YOUR GOAL: Tally the lines in the data below where the word "props" appears, and give the tally alone.

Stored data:
• • • •

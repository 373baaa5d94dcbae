//! Integration tests for the monitoring tree engine
//!
//! These tests drive the public API end to end: tree files are loaded from
//! disk, built into a manager, and exercised with monitor updates.

pub mod helpers;
pub mod lifecycle;
pub mod propagation;
pub mod tree_config;
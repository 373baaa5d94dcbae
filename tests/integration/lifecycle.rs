//! Grafting and pruning nodes on a live tree

use serde_json::json;

use watchtree::{Dependency, EventKind, Node, Status};

use super::helpers::{build_manager, props, record_root, seen, DATACENTER_TREE};

#[test]
fn test_grafted_node_joins_propagation() {
    let mut manager = build_manager(DATACENTER_TREE);
    manager
        .add_node(
            Node::new("dc2-app")
                .unwrap()
                .with_parent("dc2")
                .with_dependencies(Dependency::all(["dc1-db"])),
        )
        .unwrap();

    manager
        .update_node("dc1-db", props(json!({"error": "refused"})))
        .unwrap();
    assert_eq!(manager.node("dc2-app").unwrap().status, Status::Quieted);
}

#[test]
fn test_pruned_subtree_stops_receiving() {
    let mut manager = build_manager(DATACENTER_TREE);
    let at_root = record_root(&mut manager);

    let removed = manager.remove_node("dc1-web").unwrap().unwrap();
    assert_eq!(removed.identifier(), "dc1-web");
    assert!(manager.node("dc1-nginx").is_none());
    assert_eq!(manager.root().subscriptions().count(), 1);

    manager
        .update_node("dc2-db", props(json!({"error": "refused"})))
        .unwrap();
    let sources: Vec<String> = seen(&at_root).into_iter().map(|(_, s)| s).collect();
    assert!(sources.iter().all(|s| s == "dc2-db"));
    assert!(seen(&at_root).contains(&(EventKind::Down, "dc2-db".to_string())));
}

#[test]
fn test_state_survives_rebuild() {
    let mut manager = build_manager(DATACENTER_TREE);
    manager
        .update_node("dc1-db", props(json!({"error": "refused", "version": "15.2"})))
        .unwrap();
    let saved = serde_json::to_string(&manager.states()).unwrap();

    let mut rebuilt = build_manager(DATACENTER_TREE);
    rebuilt
        .restore_states(serde_json::from_str(&saved).unwrap())
        .unwrap();

    let db = rebuilt.node("dc1-db").unwrap();
    assert_eq!(db.status, Status::Down);
    assert_eq!(db.properties.get("version"), Some(&json!("15.2")));
    assert_eq!(
        rebuilt.node("dc1-nginx").unwrap().state(),
        manager.node("dc1-nginx").unwrap().state()
    );
}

• • • •

FINISHED TASK: 4